Il comandante Roman invece è sparito nel nulla. C’è chi sostiene che sia ancora nella foresta, chi dice che anche lui abbia preferito la morte alla resa e chi narra di una sua lunga marcia fino alla Cina. Ma tra racconti passati di famiglia in famigli e altri finiti nei blog, quella dei “Fratelli del bosco” è diventata l’ultima epopea siberiana. Li chiamano “i nuovi partigiani” e vengono esaltati come eroi soprattutto dalla comunità di reduci che dopo l’Afghanistan e la Cecenia si sono trasferiti in queste dure terre, lavorando nell’industria del legno.

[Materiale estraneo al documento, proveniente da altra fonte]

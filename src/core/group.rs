//! Homogeneous, ordered collections of file bindings.
//!
//! A [`FileGroup`] holds one binding per input path, all under the same
//! category and options - typically one file per sample of a cohort. On top
//! of the per-binding checks the group requires a single resolved extension
//! throughout: `.fa` and `.fasta` are both valid fasta files, but a group
//! mixing them almost always signals a wiring mistake upstream.

use std::ops::Index;
use std::path::{Path, PathBuf};
use thiserror::Error;
use tracing::debug;

use crate::core::binding::{BindingError, FileBinding, FileOptions};
use crate::core::category::FileCategory;
use crate::utils::paths::all_equal;

#[derive(Error, Debug, Clone, PartialEq, Eq)]
pub enum GroupError {
    #[error("Cannot construct a file group from zero paths")]
    EmptyGroup,

    #[error("File extensions are not all equal: {}", format_paths(.0))]
    InconsistentExtensions(Vec<PathBuf>),

    #[error(transparent)]
    Binding(#[from] BindingError),
}

/// Render a path list for error messages.
pub(crate) fn format_paths(paths: &[PathBuf]) -> String {
    let names: Vec<String> = paths.iter().map(|p| p.display().to_string()).collect();
    names.join(", ")
}

/// An ordered, non-empty collection of bindings sharing one category, one
/// option set, and one resolved extension.
///
/// Constructed once from a path sequence and not mutated afterwards. A
/// single malformed path fails the whole construction; no partial group is
/// ever returned.
#[derive(Debug, Clone)]
pub struct FileGroup {
    category: FileCategory,
    options: FileOptions,
    bindings: Vec<FileBinding>,
}

impl FileGroup {
    /// Build a group with default options, one eagerly validated binding
    /// per path, in input order.
    ///
    /// # Errors
    ///
    /// `GroupError::EmptyGroup` for a zero-length path sequence,
    /// `GroupError::Binding` for the first path that fails binding
    /// validation, `GroupError::InconsistentExtensions` when the bindings
    /// resolve to more than one extension.
    pub fn new(
        paths: impl IntoIterator<Item = impl Into<PathBuf>>,
        category: FileCategory,
    ) -> Result<Self, GroupError> {
        Self::with_options(paths, category, FileOptions::default())
    }

    /// Build a group with explicit options applied to every binding.
    ///
    /// # Errors
    ///
    /// Same taxonomy as [`FileGroup::new`].
    pub fn with_options(
        paths: impl IntoIterator<Item = impl Into<PathBuf>>,
        category: FileCategory,
        options: FileOptions,
    ) -> Result<Self, GroupError> {
        let bindings = paths
            .into_iter()
            .map(|path| FileBinding::with_options(path, category, options))
            .collect::<Result<Vec<_>, _>>()?;

        if bindings.is_empty() {
            return Err(GroupError::EmptyGroup);
        }

        let group = Self {
            category,
            options,
            bindings,
        };
        group.check_extensions_consistent()?;

        debug!(
            category = category.tag(),
            files = group.len(),
            extension = group.bindings[0].resolved_extension(),
            "group validated"
        );
        Ok(group)
    }

    /// Every binding must have resolved to the identical extension.
    fn check_extensions_consistent(&self) -> Result<(), GroupError> {
        let extensions = self.bindings.iter().map(FileBinding::resolved_extension);
        if !all_equal(extensions) {
            return Err(GroupError::InconsistentExtensions(
                self.paths().map(Path::to_path_buf).collect(),
            ));
        }
        Ok(())
    }

    #[must_use]
    pub fn len(&self) -> usize {
        self.bindings.len()
    }

    /// Always false: construction rejects empty path sequences.
    #[must_use]
    pub fn is_empty(&self) -> bool {
        self.bindings.is_empty()
    }

    #[must_use]
    pub fn category(&self) -> FileCategory {
        self.category
    }

    #[must_use]
    pub fn options(&self) -> FileOptions {
        self.options
    }

    /// The path at `index`, or `None` past the end. Validation completed at
    /// construction, so access never touches the filesystem.
    #[must_use]
    pub fn get(&self, index: usize) -> Option<&Path> {
        self.bindings.get(index).map(FileBinding::path)
    }

    pub fn paths(&self) -> impl Iterator<Item = &Path> {
        self.bindings.iter().map(FileBinding::path)
    }

    /// The basenames of the member files, in order.
    #[must_use]
    pub fn names(&self) -> Vec<String> {
        self.bindings.iter().map(FileBinding::name).collect()
    }

    #[must_use]
    pub fn bindings(&self) -> &[FileBinding] {
        &self.bindings
    }

    /// The single resolved extension shared by every member.
    #[must_use]
    pub fn resolved_extension(&self) -> &str {
        self.bindings[0].resolved_extension()
    }
}

impl Index<usize> for FileGroup {
    type Output = Path;

    fn index(&self, index: usize) -> &Path {
        self.bindings[index].path()
    }
}

/// Structural equality: elementwise path equality plus equal length.
impl PartialEq for FileGroup {
    fn eq(&self, other: &Self) -> bool {
        self.len() == other.len() && self.paths().eq(other.paths())
    }
}

impl Eq for FileGroup {}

«I partigiani sono più vicini al popolo degli agenti della polizia…», dice il colonnello Anatoli Ermolin, celebre ai tempi dell’Urss per avere guidato l’unità speciale Vimpel nel raid dell’Armata rossa che permise di occupare Kabul: «In questa regione ci sono molti ufficiali in congedo, il governo ci ha dimenticato, ignorando quale risorsa potrebbe essere il nostro senso dell’onore. Quando noi vediamo come molti funzionari della polizia fanno i soldi sulle disgrazie della gente, ci sentiamo più uniti che mai: ogni militare onesto è sempre pronto a difendere il debole e il popolo è dalla nostra parte».

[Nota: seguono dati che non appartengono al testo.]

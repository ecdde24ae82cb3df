use clap::Parser;
use tracing_subscriber::EnvFilter;

mod cli;
mod core;
mod utils;

fn main() -> anyhow::Result<()> {
    let cli = cli::Cli::parse();

    // Initialize logging based on verbosity flag
    let filter = if cli.verbose {
        EnvFilter::new("biofile_check=debug,info")
    } else {
        EnvFilter::new("biofile_check=warn")
    };

    tracing_subscriber::fmt()
        .with_env_filter(filter)
        .with_target(false)
        .without_time()
        .init();

    match cli.command {
        cli::Commands::Check(args) => {
            cli::check::run(args, cli.format, cli.verbose)?;
        }
        cli::Commands::Pair(args) => {
            cli::pair::run(args, cli.format, cli.verbose)?;
        }
        cli::Commands::Categories => {
            cli::run_categories(cli.format)?;
        }
    }

    Ok(())
}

Sono parole che fanno paura e portano a temere che tanti possano seguire l’esempio dei “Fratelli del bosco”, in una Siberia ricca di risorse e sempre più avida di autonomia da Mosca.

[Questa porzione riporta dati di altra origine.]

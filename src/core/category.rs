//! The closed taxonomy of file categories.
//!
//! Each category describes what makes a path acceptable for one role in a
//! pipeline: which extensions it may carry and whether it is expected to be
//! gzipped. Categories are plain data; the validation algorithm in
//! [`crate::core::binding`] reads this table and never dispatches on
//! anything else.

use serde::{Deserialize, Serialize};

/// Extension acceptance rule for a category.
#[derive(Debug, Clone, Copy, PartialEq, Eq)]
pub enum ExtensionRule {
    /// Every extension is acceptable; the membership check is disabled.
    Any,
    /// The resolved extension (lowercased) must be one of these.
    OneOf(&'static [&'static str]),
}

const FASTQ_EXTENSIONS: &[&str] = &[".fastq", ".fq", ".fastq.gz", ".fq.gz"];
const FASTA_EXTENSIONS: &[&str] = &[".fasta", ".fa", ".mfa", ".fna"];

/// Sibling suffixes of a centrifuge database reference: the primary path
/// names the database prefix, the actual index lives in these files.
const CENTRIFUGE_SIBLINGS: &[&str] = &[".1.cf", ".2.cf", ".3.cf"];

/// A file category: one role a path can play in a pipeline step.
///
/// The set is closed and known at build time; new roles are added here, not
/// at runtime.
#[derive(Debug, Clone, Copy, PartialEq, Eq, Hash, Serialize, Deserialize)]
#[serde(rename_all = "kebab-case")]
pub enum FileCategory {
    /// Sequencing reads, optionally gzipped
    Fastq,
    /// Forward mates of paired reads
    FwdFastq,
    /// Reverse mates of paired reads
    RevFastq,
    /// Assemblies, references, adapter sequences
    Fasta,
    /// samtools FASTA index
    Fai,
    /// Text alignment format
    Sam,
    /// Binary alignment format
    Bam,
    /// Tab-separated tabular output (e.g. centrifuge hits)
    Tsv,
    /// Plain text reports, histograms
    Txt,
    /// HTML reports (e.g. FastQC)
    Html,
    /// Zip archives
    Zip,
    /// Any gzipped file, regardless of inner format
    Gzip,
    /// Any file that must not be gzipped
    Unzipped,
    /// Centrifuge database reference; resolves to multiple index files
    CentrifugeDb,
    /// Unconstrained
    Any,
}

/// Every category, for table-driven iteration in tests and the CLI.
pub const ALL_CATEGORIES: &[FileCategory] = &[
    FileCategory::Fastq,
    FileCategory::FwdFastq,
    FileCategory::RevFastq,
    FileCategory::Fasta,
    FileCategory::Fai,
    FileCategory::Sam,
    FileCategory::Bam,
    FileCategory::Tsv,
    FileCategory::Txt,
    FileCategory::Html,
    FileCategory::Zip,
    FileCategory::Gzip,
    FileCategory::Unzipped,
    FileCategory::CentrifugeDb,
    FileCategory::Any,
];

impl FileCategory {
    /// Stable lowercase tag, used in CLI arguments and error messages.
    #[must_use]
    pub fn tag(&self) -> &'static str {
        match self {
            Self::Fastq => "fastq",
            Self::FwdFastq => "fwd-fastq",
            Self::RevFastq => "rev-fastq",
            Self::Fasta => "fasta",
            Self::Fai => "fai",
            Self::Sam => "sam",
            Self::Bam => "bam",
            Self::Tsv => "tsv",
            Self::Txt => "txt",
            Self::Html => "html",
            Self::Zip => "zip",
            Self::Gzip => "gzip",
            Self::Unzipped => "unzipped",
            Self::CentrifugeDb => "centrifuge-db",
            Self::Any => "any",
        }
    }

    /// Look a category up by its tag (case-insensitive).
    #[must_use]
    pub fn from_tag(tag: &str) -> Option<Self> {
        let tag = tag.to_lowercase();
        ALL_CATEGORIES
            .iter()
            .copied()
            .find(|category| category.tag() == tag)
    }

    /// The extension rule for this category.
    ///
    /// The paired-read categories accept the same extensions as plain
    /// fastq: the pair marker (`.R1`/`.R2`) is a suffix segment that prefix
    /// extraction strips, so mates still align by prefix token.
    #[must_use]
    pub fn accepted_extensions(&self) -> ExtensionRule {
        match self {
            Self::Fastq | Self::FwdFastq | Self::RevFastq => {
                ExtensionRule::OneOf(FASTQ_EXTENSIONS)
            }
            Self::Fasta => ExtensionRule::OneOf(FASTA_EXTENSIONS),
            Self::Fai => ExtensionRule::OneOf(&[".fai"]),
            Self::Sam => ExtensionRule::OneOf(&[".sam"]),
            Self::Bam => ExtensionRule::OneOf(&[".bam"]),
            Self::Tsv => ExtensionRule::OneOf(&[".tsv"]),
            Self::Txt => ExtensionRule::OneOf(&[".txt"]),
            Self::Html => ExtensionRule::OneOf(&[".html"]),
            Self::Zip => ExtensionRule::OneOf(&[".zip"]),
            Self::Gzip | Self::Unzipped | Self::CentrifugeDb | Self::Any => ExtensionRule::Any,
        }
    }

    /// True if the resolved extension (already lowercased) satisfies the
    /// category's extension rule.
    #[must_use]
    pub fn accepts_extension(&self, resolved: &str) -> bool {
        match self.accepted_extensions() {
            ExtensionRule::Any => true,
            ExtensionRule::OneOf(accepted) => accepted.contains(&resolved),
        }
    }

    /// True for categories that are gzipped by definition, where the
    /// declared-flag/detected-state distinction does not apply.
    #[must_use]
    pub fn is_gzip_wrapper(&self) -> bool {
        matches!(self, Self::Gzip)
    }

    /// Suffixes of the sibling files a multi-file reference resolves to.
    /// Empty for single-file categories.
    #[must_use]
    pub fn sibling_suffixes(&self) -> &'static [&'static str] {
        match self {
            Self::CentrifugeDb => CENTRIFUGE_SIBLINGS,
            _ => &[],
        }
    }
}

impl std::fmt::Display for FileCategory {
    fn fmt(&self, f: &mut std::fmt::Formatter<'_>) -> std::fmt::Result {
        write!(f, "{}", self.tag())
    }
}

«Questa regione non ripone più alcuna fiducia nel governo», ricorda il direttore del comitato nazionale contro la corruzione, Kirill Kabanov: «Ci sono state persone che sono state picchiate e umiliate per aver chiesto la tutela della legge contro la polizia e l’amministrazione corrotta». Gli fa eco Aleksei Kondaurov, generale del Fsb: «Quando lo Stato cerca di applicare il suo potere con la forza bruta, il popolo risponde usando gli stessi meccanismi. Ma nessuno vuole informare il Paese, perché è pericoloso raccontare che in una regione i cittadini prendono le armi contro la polizia: ai politici russi non serve un’altra Cecenia».

Non serviva nemmeno al giovane Roman, tornato comandante suo malgrado: lui di guerra ne aveva abbastanza, ma quando la parola “Patria” perde ogni significato, allora resta solo la fratellanza, il legame con i compagni. Chissà se l’ex parà sa di essere diventato una leggenda. Certo, la storia dei Robin Hood siberiani non ha avuto un lieto fine ma forse anche questo fa parte della tradizione russa, che predilige le conclusioni tragiche, quelle che riflettono la vita di un paese così bello e così difficile.